[Records from a data collection]

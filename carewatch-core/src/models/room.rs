use chrono::{DateTime, Utc};
use serde::{Deserialize, Serialize};

use super::participant::ParticipantDescriptor;

/// One realtime call room as known to the room directory.
///
/// Descriptors are produced wholesale by the directory feed on every relevant
/// event; consumers never mutate them in place.
#[derive(Debug, Clone, PartialEq, Serialize, Deserialize)]
#[serde(rename_all = "camelCase")]
pub struct RoomDescriptor {
    /// Unique room key.
    pub name: String,

    #[serde(default)]
    pub metadata: Option<String>,

    #[serde(default)]
    pub created_at: Option<DateTime<Utc>>,

    #[serde(default)]
    pub participant_count: u32,

    #[serde(default)]
    pub publisher_count: u32,

    #[serde(default)]
    pub participants: Vec<ParticipantDescriptor>,
}

impl RoomDescriptor {
    pub fn new(name: impl Into<String>) -> Self {
        Self {
            name: name.into(),
            metadata: None,
            created_at: None,
            participant_count: 0,
            publisher_count: 0,
            participants: Vec::new(),
        }
    }

    pub fn with_participants(mut self, participants: Vec<ParticipantDescriptor>) -> Self {
        self.participant_count = participants.len() as u32;
        self.participants = participants;
        self
    }

    /// Number of participants classified as real visitors.
    pub fn visitor_count(&self) -> usize {
        self.participants.iter().filter(|p| p.is_visitor()).count()
    }

    /// True when the room has at least one real visitor and therefore
    /// qualifies for a monitoring session.
    pub fn has_visitors(&self) -> bool {
        self.participants.iter().any(|p| p.is_visitor())
    }
}

#[cfg(test)]
mod tests {
    use super::*;

    #[test]
    fn test_room_with_only_staff_has_no_visitors() {
        let room = RoomDescriptor::new("room1").with_participants(vec![
            ParticipantDescriptor::new("admin_42", "Operator"),
            ParticipantDescriptor::new("agent-7", "Reminder Bot"),
        ]);
        assert!(!room.has_visitors());
        assert_eq!(room.visitor_count(), 0);
        assert_eq!(room.participant_count, 2);
    }

    #[test]
    fn test_room_with_mixed_participants_has_visitors() {
        let room = RoomDescriptor::new("room1").with_participants(vec![
            ParticipantDescriptor::new("admin_42", "Operator"),
            ParticipantDescriptor::new("user_99", "Edna"),
        ]);
        assert!(room.has_visitors());
        assert_eq!(room.visitor_count(), 1);
    }

    #[test]
    fn test_deserialize_snapshot_shape() {
        let raw = r#"{
            "name": "room1",
            "participantCount": 1,
            "publisherCount": 1,
            "participants": [{"identity": "user_1", "name": "Edna"}]
        }"#;
        let room: RoomDescriptor = serde_json::from_str(raw).unwrap();
        assert_eq!(room.name, "room1");
        assert_eq!(room.participants.len(), 1);
        assert!(room.created_at.is_none());
    }
}
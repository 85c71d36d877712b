use colored::Colorize;
use tracing::warn;

use carewatch_core::{ApiConfig, CallMonitor, CarewatchConfig};

use crate::config::CliConfig;

/// Run the call monitor in the foreground, printing directory and roster
/// changes until interrupted.
pub async fn handle_watch_command(config: &CliConfig) -> anyhow::Result<()> {
    let core_config = CarewatchConfig {
        api: ApiConfig {
            base_url: config.api_url.clone(),
            ..Default::default()
        },
        ..Default::default()
    };

    let monitor = CallMonitor::new(&core_config, config.token_store());
    monitor.start().await?;

    println!(
        "{} {}",
        "Watching call rooms at".cyan(),
        config.api_url.bold()
    );
    println!("  {}", "Press Ctrl-C to stop".dimmed());
    println!();

    let mut rooms_rx = monitor.directory().subscribe();
    let mut roster_rx = monitor.roster().subscribe();

    loop {
        tokio::select! {
            _ = tokio::signal::ctrl_c() => {
                println!();
                println!("{}", "Stopping...".yellow());
                break;
            }
            changed = rooms_rx.changed() => {
                if changed.is_err() {
                    warn!("Directory feed closed");
                    break;
                }
                let rooms = rooms_rx.borrow_and_update().clone();
                let monitorable = rooms.iter().filter(|r| r.has_visitors()).count();
                println!(
                    "  {} {} active room(s), {} with visitors, {} session(s) connected",
                    "rooms".blue().bold(),
                    rooms.len(),
                    monitorable,
                    monitor.pool().len().await
                );
            }
            changed = roster_rx.changed() => {
                if changed.is_err() {
                    break;
                }
                let roster = roster_rx.borrow_and_update().clone();
                for participant in &roster {
                    let mic = if participant.muted { "muted" } else { "live" };
                    let camera = if participant.camera_off { "off" } else { "on" };
                    println!(
                        "  {} {} (mic: {}, camera: {}){}",
                        "roster".green().bold(),
                        participant.name,
                        mic,
                        camera,
                        if participant.speaking { " speaking" } else { "" }
                    );
                }
            }
        }
    }

    monitor.stop().await;

    if let Some(error) = monitor.status().await.last_error {
        eprintln!("{}: {}", "Last error".red().bold(), error);
    }

    Ok(())
}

• [Exercise]
In your response, give all the records again with nothing altered.

• [Answer for the task]
filename carewatch-core/src/models/room.rs
use chrono::{DateTime, Utc};
use serde::{Deserialize, Serialize};

use super::participant::ParticipantDescriptor;

/// One realtime call room as known to the room directory.
///
/// Descriptors are produced wholesale by the directory feed on every relevant
/// event; consumers never mutate them in place.
#[derive(Debug, Clone, PartialEq, Serialize, Deserialize)]
#[serde(rename_all = "camelCase")]
pub struct RoomDescriptor {
    /// Unique room key.
    pub name: String,

    #[serde(default)]
    pub metadata: Option<String>,

    #[serde(default)]
    pub created_at: Option<DateTime<Utc>>,

    #[serde(default)]
    pub participant_count: u32,

    #[serde(default)]
    pub publisher_count: u32,

    #[serde(default)]
    pub participants: Vec<ParticipantDescriptor>,
}

impl RoomDescriptor {
    pub fn new(name: impl Into<String>) -> Self {
        Self {
            name: name.into(),
            metadata: None,
            created_at: None,
            participant_count: 0,
            publisher_count: 0,
            participants: Vec::new(),
        }
    }

    pub fn with_participants(mut self, participants: Vec<ParticipantDescriptor>) -> Self {
        self.participant_count = participants.len() as u32;
        self.participants = participants;
        self
    }

    /// Number of participants classified as real visitors.
    pub fn visitor_count(&self) -> usize {
        self.participants.iter().filter(|p| p.is_visitor()).count()
    }

    /// True when the room has at least one real visitor and therefore
    /// qualifies for a monitoring session.
    pub fn has_visitors(&self) -> bool {
        self.participants.iter().any(|p| p.is_visitor())
    }
}

#[cfg(test)]
mod tests {
    use super::*;

    #[test]
    fn test_room_with_only_staff_has_no_visitors() {
        let room = RoomDescriptor::new("room1").with_participants(vec![
            ParticipantDescriptor::new("admin_42", "Operator"),
            ParticipantDescriptor::new("agent-7", "Reminder Bot"),
        ]);
        assert!(!room.has_visitors());
        assert_eq!(room.visitor_count(), 0);
        assert_eq!(room.participant_count, 2);
    }

    #[test]
    fn test_room_with_mixed_participants_has_visitors() {
        let room = RoomDescriptor::new("room1").with_participants(vec![
            ParticipantDescriptor::new("admin_42", "Operator"),
            ParticipantDescriptor::new("user_99", "Edna"),
        ]);
        assert!(room.has_visitors());
        assert_eq!(room.visitor_count(), 1);
    }

    #[test]
    fn test_deserialize_snapshot_shape() {
        let raw = r#"{
            "name": "room1",
            "participantCount": 1,
            "publisherCount": 1,
            "participants": [{"identity": "user_1", "name": "Edna"}]
        }"#;
        let room: RoomDescriptor = serde_json::from_str(raw).unwrap();
        assert_eq!(room.name, "room1");
        assert_eq!(room.participants.len(), 1);
        assert!(room.created_at.is_none());
    }
}
repository 85c71d36d877712b
use colored::Colorize;
use tracing::warn;

use carewatch_core::{ApiConfig, CallMonitor, CarewatchConfig};

use crate::config::CliConfig;

/// Run the call monitor in the foreground, printing directory and roster
/// changes until interrupted.
pub async fn handle_watch_command(config: &CliConfig) -> anyhow::Result<()> {
    let core_config = CarewatchConfig {
        api: ApiConfig {
            base_url: config.api_url.clone(),
            ..Default::default()
        },
        ..Default::default()
    };

    let monitor = CallMonitor::new(&core_config, config.token_store());
    monitor.start().await?;

    println!(
        "{} {}",
        "Watching call rooms at".cyan(),
        config.api_url.bold()
    );
    println!("  {}", "Press Ctrl-C to stop".dimmed());
    println!();

    let mut rooms_rx = monitor.directory().subscribe();
    let mut roster_rx = monitor.roster().subscribe();

    loop {
        tokio::select! {
            _ = tokio::signal::ctrl_c() => {
                println!();
                println!("{}", "Stopping...".yellow());
                break;
            }
            changed = rooms_rx.changed() => {
                if changed.is_err() {
                    warn!("Directory feed closed");
                    break;
                }
                let rooms = rooms_rx.borrow_and_update().clone();
                let monitorable = rooms.iter().filter(|r| r.has_visitors()).count();
                println!(
                    "  {} {} active room(s), {} with visitors, {} session(s) connected",
                    "rooms".blue().bold(),
                    rooms.len(),
                    monitorable,
                    monitor.pool().len().await
                );
            }
            changed = roster_rx.changed() => {
                if changed.is_err() {
                    break;
                }
                let roster = roster_rx.borrow_and_update().clone();
                for participant in &roster {
                    let mic = if participant.muted { "muted" } else { "live" };
                    let camera = if participant.camera_off { "off" } else { "on" };
                    println!(
                        "  {} {} (mic: {}, camera: {}){}",
                        "roster".green().bold(),
                        participant.name,
                        mic,
                        camera,
                        if participant.speaking { " speaking" } else { "" }
                    );
                }
            }
        }
    }

    monitor.stop().await;

    if let Some(error) = monitor.status().await.last_error {
        eprintln!("{}: {}", "Last error".red().bold(), error);
    }

    Ok(())
}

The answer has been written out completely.